§ Entries shown
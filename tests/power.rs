use approx::assert_relative_eq;
use drone_mission_sim::WindDirection;
use drone_mission_sim::common::ModelError;
use drone_mission_sim::power::{PowerInputs, estimate_power, power_breakdown};

const BASELINE_W: f64 = 120.0;

fn calm(speed_m_s: f64) -> PowerInputs {
    PowerInputs {
        speed_m_s,
        altitude_m: 0.0,
        payload_kg: 0.0,
        wind_speed_m_s: 0.0,
        wind_direction: WindDirection::Headwind,
        temperature_c: 20.0,
    }
}

#[test]
fn cruise_power_is_baseline_plus_cubic_speed_term() {
    let power = estimate_power(BASELINE_W, &calm(10.0)).unwrap();
    assert_relative_eq!(power, 720.0, epsilon = 1e-9);
}

#[test]
fn every_penalty_term_contributes() {
    let inputs = PowerInputs {
        speed_m_s: 15.0,
        altitude_m: 100.0,
        payload_kg: 3.0,
        wind_speed_m_s: 10.0,
        wind_direction: WindDirection::Headwind,
        temperature_c: 25.0,
    };
    let terms = power_breakdown(BASELINE_W, &inputs).unwrap();
    assert_relative_eq!(terms.aerodynamic_w, 2025.0, epsilon = 1e-9);
    assert_relative_eq!(terms.payload_w, 30.0);
    assert_relative_eq!(terms.wind_w, 60.0);
    assert_relative_eq!(terms.altitude_w, 2.0, epsilon = 1e-12);
    assert_eq!(terms.temperature_w, 0.0);
    assert_relative_eq!(terms.total_w(), 2237.0, epsilon = 1e-9);
}

#[test]
fn negative_speed_behaves_like_hover() {
    let backwards = estimate_power(BASELINE_W, &calm(-4.0)).unwrap();
    let hover = estimate_power(BASELINE_W, &calm(0.0)).unwrap();
    assert_eq!(backwards, hover);
    assert_eq!(hover, BASELINE_W);
}

#[test]
fn negative_payload_and_altitude_add_nothing() {
    let mut inputs = calm(0.0);
    inputs.payload_kg = -2.0;
    inputs.altitude_m = -30.0;
    assert_eq!(estimate_power(BASELINE_W, &inputs).unwrap(), BASELINE_W);
}

#[test]
fn cold_air_adds_linear_penalty_below_ten_degrees() {
    let mut inputs = calm(0.0);
    inputs.temperature_c = 10.0;
    assert_eq!(estimate_power(BASELINE_W, &inputs).unwrap(), BASELINE_W);
    inputs.temperature_c = 0.0;
    assert_relative_eq!(estimate_power(BASELINE_W, &inputs).unwrap(), 135.0);
    inputs.temperature_c = -10.0;
    assert_relative_eq!(estimate_power(BASELINE_W, &inputs).unwrap(), 150.0);
}

#[test]
fn tailwind_draws_less_than_headwind() {
    let mut head = calm(10.0);
    head.wind_speed_m_s = 20.0;
    let mut tail = head;
    tail.wind_direction = WindDirection::Tailwind;
    let mut cross = head;
    cross.wind_direction = WindDirection::Crosswind;

    let p_head = estimate_power(BASELINE_W, &head).unwrap();
    let p_tail = estimate_power(BASELINE_W, &tail).unwrap();
    let p_cross = estimate_power(BASELINE_W, &cross).unwrap();
    assert!(p_tail < p_cross && p_cross < p_head);
    assert_relative_eq!(p_head - p_tail, 180.0, epsilon = 1e-9);
}

#[test]
fn unrecognized_wind_direction_has_no_effect() {
    let mut inputs = calm(5.0);
    inputs.wind_speed_m_s = 12.0;
    inputs.wind_direction = WindDirection::from_label("gusty");
    assert_eq!(inputs.wind_direction, WindDirection::Unrecognized);
    let terms = power_breakdown(BASELINE_W, &inputs).unwrap();
    assert_eq!(terms.wind_w, 0.0);
}

#[test]
fn power_is_floored_at_fifty_watts() {
    let mut inputs = calm(0.0);
    inputs.wind_direction = WindDirection::Tailwind;
    inputs.wind_speed_m_s = 30.0;
    assert_eq!(estimate_power(20.0, &inputs).unwrap(), 50.0);
}

#[test]
fn non_finite_inputs_are_rejected() {
    let mut inputs = calm(f64::NAN);
    let err = estimate_power(BASELINE_W, &inputs).unwrap_err();
    assert!(matches!(
        err,
        ModelError::InvalidParameter {
            name: "speed_m_s",
            ..
        }
    ));

    inputs.speed_m_s = 5.0;
    inputs.temperature_c = f64::NEG_INFINITY;
    assert!(matches!(
        estimate_power(BASELINE_W, &inputs),
        Err(ModelError::InvalidParameter {
            name: "temperature_c",
            ..
        })
    ));

    assert!(estimate_power(f64::INFINITY, &calm(1.0)).is_err());
}

#[test]
fn overflowing_speed_is_blamed_on_speed() {
    let err = estimate_power(BASELINE_W, &calm(1e103)).unwrap_err();
    assert_eq!(
        err,
        ModelError::InvalidParameter {
            name: "speed_m_s",
            value: 1e103
        }
    );
}

#[test]
fn overflowing_terms_never_yield_infinite_power() {
    let mut inputs = calm(0.0);
    inputs.payload_kg = f64::MAX;
    assert!(matches!(
        estimate_power(BASELINE_W, &inputs),
        Err(ModelError::InvalidParameter {
            name: "payload_kg",
            ..
        })
    ));

    // Every term finite on its own, but the sum overflows.
    let mut inputs = calm(0.0);
    inputs.payload_kg = f64::MAX / 15.0;
    inputs.wind_speed_m_s = f64::MAX / 9.0;
    assert!(matches!(
        estimate_power(BASELINE_W, &inputs),
        Err(ModelError::InvalidParameter { name: "power_w", .. })
    ));
}
//! Instantaneous power-draw estimate for a small multirotor.
//!
//! The model is a sum of independent penalty terms on top of the vehicle's baseline draw:
//!
//! P = P_base + 0.6·v³ + 10·m_payload + P_wind + 0.02·h + 1.5·(10 − T)⁺
//!
//! with the total floored at [`MIN_POWER_W`]. It is tuned for intuition, not accuracy.

use drone_core::constants::MIN_POWER_W;
use drone_core::{ModelError, ensure_finite};
use drone_model::{Environment, MissionPlan, WindDirection};

const AERO_COEFF: f64 = 0.6;
const PAYLOAD_W_PER_KG: f64 = 10.0;
const HEADWIND_W_PER_M_S: f64 = 6.0;
const CROSSWIND_W_PER_M_S: f64 = 2.0;
const TAILWIND_W_PER_M_S: f64 = -3.0;
const ALTITUDE_W_PER_M: f64 = 0.02;
const COLD_THRESHOLD_C: f64 = 10.0;
const COLD_W_PER_DEG: f64 = 1.5;

/// Flight and weather conditions feeding a single power estimate.
#[derive(Debug, Clone, Copy, PartialEq)]
pub struct PowerInputs {
    pub speed_m_s: f64,
    pub altitude_m: f64,
    pub payload_kg: f64,
    pub wind_speed_m_s: f64,
    pub wind_direction: WindDirection,
    pub temperature_c: f64,
}

impl PowerInputs {
    /// Gather the inputs from a mission and its environment.
    pub fn from_conditions(mission: &MissionPlan, environment: &Environment) -> Self {
        Self {
            speed_m_s: mission.speed_m_s,
            altitude_m: mission.altitude_m,
            payload_kg: mission.payload_kg,
            wind_speed_m_s: environment.wind_speed_m_s,
            wind_direction: environment.wind_direction,
            temperature_c: environment.temperature_c,
        }
    }

    fn validate(&self) -> Result<(), ModelError> {
        ensure_finite("speed_m_s", self.speed_m_s)?;
        ensure_finite("altitude_m", self.altitude_m)?;
        ensure_finite("payload_kg", self.payload_kg)?;
        ensure_finite("wind_speed_m_s", self.wind_speed_m_s)?;
        ensure_finite("temperature_c", self.temperature_c)?;
        Ok(())
    }
}

/// Individual contributions to the power estimate (W), before the floor is applied.
#[derive(Debug, Clone, Copy, PartialEq)]
pub struct PowerBreakdown {
    pub baseline_w: f64,
    pub aerodynamic_w: f64,
    pub payload_w: f64,
    pub wind_w: f64,
    pub altitude_w: f64,
    pub temperature_w: f64,
}

impl PowerBreakdown {
    /// Sum of all terms without the floor.
    pub fn raw_total_w(&self) -> f64 {
        self.baseline_w
            + self.aerodynamic_w
            + self.payload_w
            + self.wind_w
            + self.altitude_w
            + self.temperature_w
    }

    /// Sum of all terms, floored at [`MIN_POWER_W`].
    pub fn total_w(&self) -> f64 {
        self.raw_total_w().max(MIN_POWER_W)
    }
}

/// Wind contribution per m/s of wind for a given direction.
pub fn wind_coefficient(direction: WindDirection) -> f64 {
    match direction {
        WindDirection::Headwind => HEADWIND_W_PER_M_S,
        WindDirection::Crosswind => CROSSWIND_W_PER_M_S,
        WindDirection::Tailwind => TAILWIND_W_PER_M_S,
        WindDirection::Unrecognized => 0.0,
    }
}

/// Compute each term of the power model.
///
/// Each term must stay finite; a finite input large enough to overflow its term is reported as
/// that input.
pub fn power_breakdown(
    baseline_power_w: f64,
    inputs: &PowerInputs,
) -> Result<PowerBreakdown, ModelError> {
    ensure_finite("baseline_power_w", baseline_power_w)?;
    inputs.validate()?;

    let speed = inputs.speed_m_s.max(0.0);
    let altitude_w = if inputs.altitude_m > 0.0 {
        ALTITUDE_W_PER_M * inputs.altitude_m
    } else {
        0.0
    };
    let temperature_w = if inputs.temperature_c < COLD_THRESHOLD_C {
        COLD_W_PER_DEG * (COLD_THRESHOLD_C - inputs.temperature_c)
    } else {
        0.0
    };

    let breakdown = PowerBreakdown {
        baseline_w: baseline_power_w,
        aerodynamic_w: term("speed_m_s", inputs.speed_m_s, AERO_COEFF * speed.powi(3))?,
        payload_w: term(
            "payload_kg",
            inputs.payload_kg,
            PAYLOAD_W_PER_KG * inputs.payload_kg.max(0.0),
        )?,
        wind_w: term(
            "wind_speed_m_s",
            inputs.wind_speed_m_s,
            wind_coefficient(inputs.wind_direction) * inputs.wind_speed_m_s,
        )?,
        altitude_w: term("altitude_m", inputs.altitude_m, altitude_w)?,
        temperature_w: term("temperature_c", inputs.temperature_c, temperature_w)?,
    };
    ensure_finite("power_w", breakdown.raw_total_w())?;
    Ok(breakdown)
}

fn term(input: &'static str, input_value: f64, watts: f64) -> Result<f64, ModelError> {
    if watts.is_finite() {
        Ok(watts)
    } else {
        Err(ModelError::InvalidParameter {
            name: input,
            value: input_value,
        })
    }
}

/// Estimate instantaneous power draw (W). Always finite and at least [`MIN_POWER_W`] on success.
pub fn estimate_power(baseline_power_w: f64, inputs: &PowerInputs) -> Result<f64, ModelError> {
    Ok(power_breakdown(baseline_power_w, inputs)?.total_w())
}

§ Task statement
The expected output is every line from the material above where "Result" can be found.

§ Reply
    fn validate(&self) -> Result<(), ModelError> {
) -> Result<PowerBreakdown, ModelError> {
fn term(input: &'static str, input_value: f64, watts: f64) -> Result<f64, ModelError> {
pub fn estimate_power(baseline_power_w: f64, inputs: &PowerInputs) -> Result<f64, ModelError> {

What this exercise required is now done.